2000 - Génération Indochine

Indochine n'existe plus. Les compositeurs historiques sont partis. Au sortir du Dancetaria Tour, Nicolas Sirchis est en pleine création d'un nouveau projet musical qu'il nommera comme son précédent. 

Pendant cette période gestation, à la recherche de nouvelles références visuelles et sonores, un pavé tombe dans la mare : le 10 avril 2000, son ancienne maison de disques BMG sort une compilation rétrospective, sans aucune concertation avec les ex-membres du groupe.



Mettons de côté l'opportunisme de l'opération et penchons nous sur sa réception.
"Il ne faut pas oublier que pendant la même période (Nuits Intimes, ndlr) sortait cette fameuse compilation à laquelle j'ai tenté sans succès de m'opposer et qui ramène inlassablement le groupe comme pivot central de la 'nostalgie des 80's'."  
"Ce qui était le plus choquant dans cette compile sortie par BMG, c'était l'avoir appelé Génération Indochine ! Quel orgueil ! Moi-même, je n'aurais jamais osé !" 
Nicolas Sirchis, Rocksound, février 2001
 
Depuis le départ de Dominique, Nicolas a expérimenté diverses communications selon ses prévisions sur le sens du vent (grunge, britpop, alt rock, indus, goth), mais la pochette de la compilation ne rappelle qu'une seule chose : Indochine Mk1. Avec sa temporisation révolue et générationnelle dans les années 80, le trio des deux derniers albums et l'étoile rouge, sorte de logo tacite du groupe et évoquant la sensibilité politique de Stéphane Sirchis.

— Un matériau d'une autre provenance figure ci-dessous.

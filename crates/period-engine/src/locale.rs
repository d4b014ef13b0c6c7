//! Locale data consumed by the Intl-style renderer.
//!
//! A [`LocaleData`] carries only what the renderer needs: month and weekday
//! names, field ordering and padding conventions, the default hour cycle,
//! and the ordinal plural rule. `en` and `fr` are built in; further locales
//! can be registered through [`crate::Settings`] (they deserialize from JSON).

use std::sync::LazyLock;

use serde::{Deserialize, Serialize};

/// Order of numeric day, month and year fields.
#[derive(Debug, Clone, Copy, PartialEq, Eq, Serialize, Deserialize)]
pub enum NumericOrder {
    MonthDayYear,
    DayMonthYear,
    YearMonthDay,
}

/// Layout used when the month is spelled out.
///
/// `MonthFirst` renders `Nov 21, 2023`; `DayFirst` renders `21 nov. 2023`.
#[derive(Debug, Clone, Copy, PartialEq, Eq, Serialize, Deserialize)]
pub enum TextOrder {
    MonthFirst,
    DayFirst,
}

#[derive(Debug, Clone, Copy, PartialEq, Eq, Serialize, Deserialize)]
pub enum HourCycle {
    /// 1-12 with a day period (AM/PM).
    H12,
    /// 00-23.
    H23,
}

/// CLDR ordinal plural categories used for suffix selection.
#[derive(Debug, Clone, Copy, PartialEq, Eq, Hash, Serialize, Deserialize)]
#[serde(rename_all = "lowercase")]
pub enum PluralCategory {
    One,
    Two,
    Few,
    Other,
}

/// How a locale maps a number to its ordinal plural category.
#[derive(Debug, Clone, Copy, PartialEq, Eq, Serialize, Deserialize)]
pub enum OrdinalRule {
    /// 1st, 2nd, 3rd, 4th, 11th, 12th, 13th, 21st ...
    English,
    /// Only 1 is `one` (1er, 2e ...).
    OneOnly,
    /// Every number is `other`.
    OtherOnly,
}

impl OrdinalRule {
    pub fn category(self, n: u32) -> PluralCategory {
        match self {
            OrdinalRule::English => match (n % 10, n % 100) {
                (1, r) if r != 11 => PluralCategory::One,
                (2, r) if r != 12 => PluralCategory::Two,
                (3, r) if r != 13 => PluralCategory::Few,
                _ => PluralCategory::Other,
            },
            OrdinalRule::OneOnly if n == 1 => PluralCategory::One,
            OrdinalRule::OneOnly | OrdinalRule::OtherOnly => PluralCategory::Other,
        }
    }
}

/// Suffixes appended to an ordinal day, keyed by plural category.
#[derive(Debug, Clone, PartialEq, Eq, Serialize, Deserialize)]
pub struct OrdinalSuffixes {
    pub one: String,
    pub two: String,
    pub few: String,
    pub other: String,
}

impl OrdinalSuffixes {
    pub fn new(one: &str, two: &str, few: &str, other: &str) -> Self {
        Self {
            one: one.to_string(),
            two: two.to_string(),
            few: few.to_string(),
            other: other.to_string(),
        }
    }

    pub fn english() -> Self {
        Self::new("st", "nd", "rd", "th")
    }

    pub fn suffix(&self, category: PluralCategory) -> &str {
        match category {
            PluralCategory::One => &self.one,
            PluralCategory::Two => &self.two,
            PluralCategory::Few => &self.few,
            PluralCategory::Other => &self.other,
        }
    }
}

impl Default for OrdinalSuffixes {
    fn default() -> Self {
        Self::english()
    }
}

pub(crate) static ENGLISH_SUFFIXES: LazyLock<OrdinalSuffixes> =
    LazyLock::new(OrdinalSuffixes::english);

/// Locale conventions for date and time rendering.
#[derive(Debug, Clone, PartialEq, Eq, Serialize, Deserialize)]
pub struct LocaleData {
    pub months_long: [String; 12],
    pub months_short: [String; 12],
    /// Sunday first.
    pub weekdays_long: [String; 7],
    pub weekdays_short: [String; 7],
    pub weekdays_narrow: [String; 7],

    pub numeric_order: NumericOrder,
    pub date_separator: String,
    /// Numeric months are always 2-digit, and days too when the month was
    /// requested numeric (`dd/MM/y`).
    pub pad_numeric_date: bool,
    pub text_order: TextOrder,
    /// Joins a weekday to the rest of the date.
    pub weekday_separator: String,
    /// Joins the date part to the time part.
    pub date_time_separator: String,
    /// Whether `dateStyle: short` uses a 2-digit year.
    pub short_date_two_digit_year: bool,

    pub hour_cycle: HourCycle,
    pub am: String,
    pub pm: String,
    pub decimal_separator: String,

    pub ordinal_rule: OrdinalRule,
}

fn strings<const N: usize>(items: [&str; N]) -> [String; N] {
    items.map(String::from)
}

static EN: LazyLock<LocaleData> = LazyLock::new(LocaleData::en);
static FR: LazyLock<LocaleData> = LazyLock::new(LocaleData::fr);

impl LocaleData {
    /// English (United States).
    pub fn en() -> Self {
        Self {
            months_long: strings([
                "January", "February", "March", "April", "May", "June", "July", "August",
                "September", "October", "November", "December",
            ]),
            months_short: strings([
                "Jan", "Feb", "Mar", "Apr", "May", "Jun", "Jul", "Aug", "Sep", "Oct", "Nov", "Dec",
            ]),
            weekdays_long: strings([
                "Sunday", "Monday", "Tuesday", "Wednesday", "Thursday", "Friday", "Saturday",
            ]),
            weekdays_short: strings(["Sun", "Mon", "Tue", "Wed", "Thu", "Fri", "Sat"]),
            weekdays_narrow: strings(["S", "M", "T", "W", "T", "F", "S"]),
            numeric_order: NumericOrder::MonthDayYear,
            date_separator: "/".to_string(),
            pad_numeric_date: false,
            text_order: TextOrder::MonthFirst,
            weekday_separator: ", ".to_string(),
            date_time_separator: ", ".to_string(),
            short_date_two_digit_year: true,
            hour_cycle: HourCycle::H12,
            am: "AM".to_string(),
            pm: "PM".to_string(),
            decimal_separator: ".".to_string(),
            ordinal_rule: OrdinalRule::English,
        }
    }

    /// French.
    pub fn fr() -> Self {
        Self {
            months_long: strings([
                "janvier", "février", "mars", "avril", "mai", "juin", "juillet", "août",
                "septembre", "octobre", "novembre", "décembre",
            ]),
            months_short: strings([
                "janv.", "févr.", "mars", "avr.", "mai", "juin", "juil.", "août", "sept.", "oct.",
                "nov.", "déc.",
            ]),
            weekdays_long: strings([
                "dimanche", "lundi", "mardi", "mercredi", "jeudi", "vendredi", "samedi",
            ]),
            weekdays_short: strings(["dim.", "lun.", "mar.", "mer.", "jeu.", "ven.", "sam."]),
            weekdays_narrow: strings(["D", "L", "M", "M", "J", "V", "S"]),
            numeric_order: NumericOrder::DayMonthYear,
            date_separator: "/".to_string(),
            pad_numeric_date: true,
            text_order: TextOrder::DayFirst,
            weekday_separator: " ".to_string(),
            date_time_separator: " ".to_string(),
            short_date_two_digit_year: false,
            hour_cycle: HourCycle::H23,
            am: "AM".to_string(),
            pm: "PM".to_string(),
            decimal_separator: ",".to_string(),
            ordinal_rule: OrdinalRule::OneOnly,
        }
    }

    /// Built-in data for `tag`, matched on its language subtag (`fr-CA` → `fr`).
    pub fn builtin(tag: &str) -> Option<&'static LocaleData> {
        match language_of(tag).to_ascii_lowercase().as_str() {
            "en" => Some(&*EN),
            "fr" => Some(&*FR),
            _ => None,
        }
    }

    /// Built-in English data, the last-resort fallback.
    pub fn fallback() -> &'static LocaleData {
        &*EN
    }
}

/// The language subtag of a BCP 47 tag (`en-US` → `en`, `fr_FR` → `fr`).
pub fn language_of(tag: &str) -> &str {
    tag.split(['-', '_']).next().unwrap_or(tag)
}

// ── Tests ───────────────────────────────────────────────────────────────────
//! Date tokens and their assembly into Intl-style options.
//!
//! A format request arrives as a pattern string (`"MMM do, yyyy"`), an
//! ordered [`DateToken`] sequence, or a ready-made [`IntlOptions`] bag. All
//! three normalise to [`IntlOptions`] before rendering; literal separators
//! in a pattern are dropped because the locale decides order and punctuation.

use serde::{Deserialize, Serialize};

use crate::error::{DateError, Result};

/// An atomic date/time format unit.
#[derive(Debug, Clone, Copy, PartialEq, Eq, Hash, Serialize, Deserialize)]
pub enum DateToken {
    YearNumeric,
    Year2Digit,

    MonthLong,
    MonthShort,
    MonthNumeric,
    Month2Digit,

    DayOfMonthNumeric,
    DayOfMonth2Digit,
    DayOfMonthWithOrdinal,

    DayOfWeekLong,
    DayOfWeekShort,
    DayOfWeekNarrow,

    HourNumeric,
    Hour2Digit,
    /// Forces a 12-hour clock with AM/PM.
    HourWithAmPm,
    /// Forces a 24-hour clock.
    HourWithoutAmPm,

    MinuteNumeric,
    Minute2Digit,

    SecondNumeric,
    Second2Digit,

    Millisecond3,
}

#[derive(Debug, Clone, Copy, PartialEq, Eq, Serialize, Deserialize)]
#[serde(rename_all = "camelCase")]
pub enum NumericWidth {
    Numeric,
    #[serde(rename = "2-digit")]
    TwoDigit,
}

#[derive(Debug, Clone, Copy, PartialEq, Eq, Serialize, Deserialize)]
#[serde(rename_all = "camelCase")]
pub enum MonthWidth {
    Numeric,
    #[serde(rename = "2-digit")]
    TwoDigit,
    Short,
    Long,
}

#[derive(Debug, Clone, Copy, PartialEq, Eq, Serialize, Deserialize)]
#[serde(rename_all = "camelCase")]
pub enum TextWidth {
    Long,
    Short,
    Narrow,
}

#[derive(Debug, Clone, Copy, PartialEq, Eq, Serialize, Deserialize)]
#[serde(rename_all = "camelCase")]
pub enum DateStyle {
    Full,
    Long,
    Medium,
    Short,
}

#[derive(Debug, Clone, Copy, PartialEq, Eq, Serialize, Deserialize)]
#[serde(rename_all = "camelCase")]
pub enum TimeStyle {
    Medium,
    Short,
}

/// Intl-style field options, plus the `with_ordinal` extension.
///
/// Field names serialize in camelCase so a JSON bag such as
/// `{"dateStyle": "medium", "withOrdinal": true}` deserializes directly.
#[derive(Debug, Clone, Copy, Default, PartialEq, Eq, Serialize, Deserialize)]
#[serde(default, rename_all = "camelCase")]
pub struct IntlOptions {
    pub weekday: Option<TextWidth>,
    pub year: Option<NumericWidth>,
    pub month: Option<MonthWidth>,
    pub day: Option<NumericWidth>,
    pub hour: Option<NumericWidth>,
    pub minute: Option<NumericWidth>,
    pub second: Option<NumericWidth>,
    pub fractional_second_digits: Option<u8>,
    pub hour12: Option<bool>,
    pub date_style: Option<DateStyle>,
    pub time_style: Option<TimeStyle>,
    pub with_ordinal: bool,
}

impl IntlOptions {
    pub fn date_style(style: DateStyle) -> Self {
        Self {
            date_style: Some(style),
            ..Self::default()
        }
    }

    pub fn time_style(style: TimeStyle) -> Self {
        Self {
            time_style: Some(style),
            ..Self::default()
        }
    }

    pub fn with_ordinal(mut self) -> Self {
        self.with_ordinal = true;
        self
    }

    /// Fold one token into the options.
    ///
    /// `HourWithAmPm` / `HourWithoutAmPm` set `hour12` and so override the
    /// locale's default hour cycle regardless of their position.
    pub fn apply(&mut self, token: DateToken) {
        use DateToken as T;
        match token {
            T::YearNumeric => self.year = Some(NumericWidth::Numeric),
            T::Year2Digit => self.year = Some(NumericWidth::TwoDigit),
            T::MonthLong => self.month = Some(MonthWidth::Long),
            T::MonthShort => self.month = Some(MonthWidth::Short),
            T::MonthNumeric => self.month = Some(MonthWidth::Numeric),
            T::Month2Digit => self.month = Some(MonthWidth::TwoDigit),
            T::DayOfMonthNumeric => self.day = Some(NumericWidth::Numeric),
            T::DayOfMonth2Digit => self.day = Some(NumericWidth::TwoDigit),
            T::DayOfMonthWithOrdinal => {
                self.day = Some(NumericWidth::Numeric);
                self.with_ordinal = true;
            }
            T::DayOfWeekLong => self.weekday = Some(TextWidth::Long),
            T::DayOfWeekShort => self.weekday = Some(TextWidth::Short),
            T::DayOfWeekNarrow => self.weekday = Some(TextWidth::Narrow),
            T::HourNumeric => self.hour = Some(NumericWidth::Numeric),
            T::Hour2Digit => self.hour = Some(NumericWidth::TwoDigit),
            T::HourWithAmPm => self.hour12 = Some(true),
            T::HourWithoutAmPm => self.hour12 = Some(false),
            T::MinuteNumeric => self.minute = Some(NumericWidth::Numeric),
            T::Minute2Digit => self.minute = Some(NumericWidth::TwoDigit),
            T::SecondNumeric => self.second = Some(NumericWidth::Numeric),
            T::Second2Digit => self.second = Some(NumericWidth::TwoDigit),
            T::Millisecond3 => self.fractional_second_digits = Some(3),
        }
    }

    /// Whether no field or style is requested at all.
    pub fn is_empty(&self) -> bool {
        self.weekday.is_none()
            && self.year.is_none()
            && self.month.is_none()
            && self.day.is_none()
            && self.hour.is_none()
            && self.minute.is_none()
            && self.second.is_none()
            && self.fractional_second_digits.is_none()
            && self.date_style.is_none()
            && self.time_style.is_none()
    }
}

impl FromIterator<DateToken> for IntlOptions {
    fn from_iter<I: IntoIterator<Item = DateToken>>(tokens: I) -> Self {
        let mut options = Self::default();
        for token in tokens {
            options.apply(token);
        }
        options
    }
}

// ── Pattern strings ─────────────────────────────────────────────────────────

/// Split a pattern string into tokens.
///
/// Recognised letters: `y yy yyyy`, `M MM MMM MMMM`, `d dd do`,
/// `EEE EEEE EEEEE`, `h hh` (locale hour cycle), `H HH` (24-hour), `a`,
/// `m mm`, `s ss`, `SSS`. Anything that is not an ASCII letter is a
/// separator, and text between single quotes is skipped.
///
/// # Errors
///
/// Returns [`DateError::InvalidPattern`] for unknown letters or unsupported
/// run lengths.
///
/// # Examples
///
/// ```
/// use period_engine::token::{parse_pattern, DateToken};
///
/// let tokens = parse_pattern("MMM do, yyyy").unwrap();
/// assert_eq!(
///     tokens,
///     vec![DateToken::MonthShort, DateToken::DayOfMonthWithOrdinal, DateToken::YearNumeric]
/// );
/// ```
pub fn parse_pattern(pattern: &str) -> Result<Vec<DateToken>> {
    use DateToken as T;

    let chars: Vec<char> = pattern.chars().collect();
    let mut tokens = Vec::new();
    let mut i = 0;

    while i < chars.len() {
        let c = chars[i];

        if c == '\'' {
            // Skip quoted literal text up to the closing quote.
            i += 1;
            while i < chars.len() && chars[i] != '\'' {
                i += 1;
            }
            i += 1;
            continue;
        }

        if !c.is_ascii_alphabetic() {
            i += 1;
            continue;
        }

        let run = chars[i..].iter().take_while(|&&x| x == c).count();
        i += run;

        let unsupported = || {
            DateError::InvalidPattern(format!(
                "unsupported field '{}' in '{pattern}'",
                c.to_string().repeat(run)
            ))
        };

        match (c, run) {
            ('y', 2) => tokens.push(T::Year2Digit),
            ('y', _) => tokens.push(T::YearNumeric),
            ('M', 1) => tokens.push(T::MonthNumeric),
            ('M', 2) => tokens.push(T::Month2Digit),
            ('M', 3) => tokens.push(T::MonthShort),
            ('M', 4) => tokens.push(T::MonthLong),
            ('d', 1) if chars.get(i) == Some(&'o') => {
                i += 1;
                tokens.push(T::DayOfMonthWithOrdinal);
            }
            ('d', 1) => tokens.push(T::DayOfMonthNumeric),
            ('d', 2) => tokens.push(T::DayOfMonth2Digit),
            ('E', 1..=3) => tokens.push(T::DayOfWeekShort),
            ('E', 4) => tokens.push(T::DayOfWeekLong),
            ('E', 5) => tokens.push(T::DayOfWeekNarrow),
            ('h', 1) => tokens.push(T::HourNumeric),
            ('h', 2) => tokens.push(T::Hour2Digit),
            ('H', 1) => tokens.extend([T::HourNumeric, T::HourWithoutAmPm]),
            ('H', 2) => tokens.extend([T::Hour2Digit, T::HourWithoutAmPm]),
            ('a', 1..=5) => tokens.push(T::HourWithAmPm),
            ('m', 1) => tokens.push(T::MinuteNumeric),
            ('m', 2) => tokens.push(T::Minute2Digit),
            ('s', 1) => tokens.push(T::SecondNumeric),
            ('s', 2) => tokens.push(T::Second2Digit),
            ('S', 3) => tokens.push(T::Millisecond3),
            _ => return Err(unsupported()),
        }
    }

    Ok(tokens)
}

// ── DateFormat ──────────────────────────────────────────────────────────────

/// What to render: a pattern string, a token sequence, or an options bag.
#[derive(Debug, Clone, PartialEq, Eq)]
pub enum DateFormat {
    Pattern(String),
    Tokens(Vec<DateToken>),
    Options(IntlOptions),
}

impl DateFormat {
    /// Normalise to an options bag.
    ///
    /// # Errors
    ///
    /// Returns [`DateError::InvalidPattern`] if a pattern string cannot be tokenised.
    pub fn to_options(&self) -> Result<IntlOptions> {
        match self {
            DateFormat::Pattern(pattern) => Ok(parse_pattern(pattern)?.into_iter().collect()),
            DateFormat::Tokens(tokens) => Ok(tokens.iter().copied().collect()),
            DateFormat::Options(options) => Ok(*options),
        }
    }
}

impl From<&str> for DateFormat {
    fn from(pattern: &str) -> Self {
        DateFormat::Pattern(pattern.to_string())
    }
}

impl From<String> for DateFormat {
    fn from(pattern: String) -> Self {
        DateFormat::Pattern(pattern)
    }
}

impl From<Vec<DateToken>> for DateFormat {
    fn from(tokens: Vec<DateToken>) -> Self {
        DateFormat::Tokens(tokens)
    }
}

impl From<&[DateToken]> for DateFormat {
    fn from(tokens: &[DateToken]) -> Self {
        DateFormat::Tokens(tokens.to_vec())
    }
}

impl<const N: usize> From<[DateToken; N]> for DateFormat {
    fn from(tokens: [DateToken; N]) -> Self {
        DateFormat::Tokens(tokens.to_vec())
    }
}

impl From<IntlOptions> for DateFormat {
    fn from(options: IntlOptions) -> Self {
        DateFormat::Options(options)
    }
}

// ── Tests ───────────────────────────────────────────────────────────────────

Et la compilation se vend à 240 000 exemplaires, plus qu'Unita, le best of "posthume" mais officiel, quatre ans plus tôt, où Nicolas avait déjà imposé un esthétisme discordant avec le contenu. L'opération sera reproduite pour Singles Collection 1981-2001 illustré par le fantasme de ce que le groupe aurait pu être. Il est dès lors assez cocasse de constater sa montée au créneau sur le visuel de Génération Indochine qui évoque l'univers indochinois bien plus justement qu'Unita

L'association de la marque "Indochine" avec ce passé glorieux encore dans les mémoires a toujours été à l'encontre de ce nouveau groupe mis sur pied avec son nouveau bras droit, Olivier Gérard. 
"Moi, je me fous de l'argent : je ne veux pas leur retirer le pain de la bouche, car le matériel leur appartient, mais juste qu'ils ne considèrent pas les artistes comme des vaches à lait ou des produits et qu'ils respectent les univers des uns et des autres. C'est cela l'objet de la négociation pour l'instant, qui risque d'aboutir." 
Nicolas Sirchis in Indochine de A à Z, Sébastien Bataille, 2003

Nicolas voulait du cryptique pour une nouvelle génération de fans, avec de nouvelles références dans l'air du temps, et non pas un résumé de sa vie passée. La colère que cette sortie a généré chez lui fut proportionnelle à l'énergie qu'il mettait déjà depuis plusieurs années à parler d'un nouveau public, rock, qui aime Suede, Blur, Oasis ou Marilyn Manson, et aux goûts duquel il fallait à tout prix faire correspondre la musique et les visuels d'Indochine.

"Avec Dancetaria, nous sommes parvenus à attirer les faveurs d'un nouveau public. Nous en avons vendu plus de 100 000 en France, ce qui est un bon score. Nous avons montré que nous allions toujours de l'avant. Et là, cette compilation renvoie complètement le groupe à sa situation antérieure, à un passé révolu. Et ça, c'est regrettable."

Nicolas Sirchis, La Nouvelle Gazette, 2000

"Or nous on s'était aperçu au contraire il y a déjà quatre ou cinq ans qu'il y avait un tout nouveau public, pour Indo, qui n'était pas là par nostalgie mais parce qu'il associe le groupe à Placebo ou aux Smashing Pumpkins."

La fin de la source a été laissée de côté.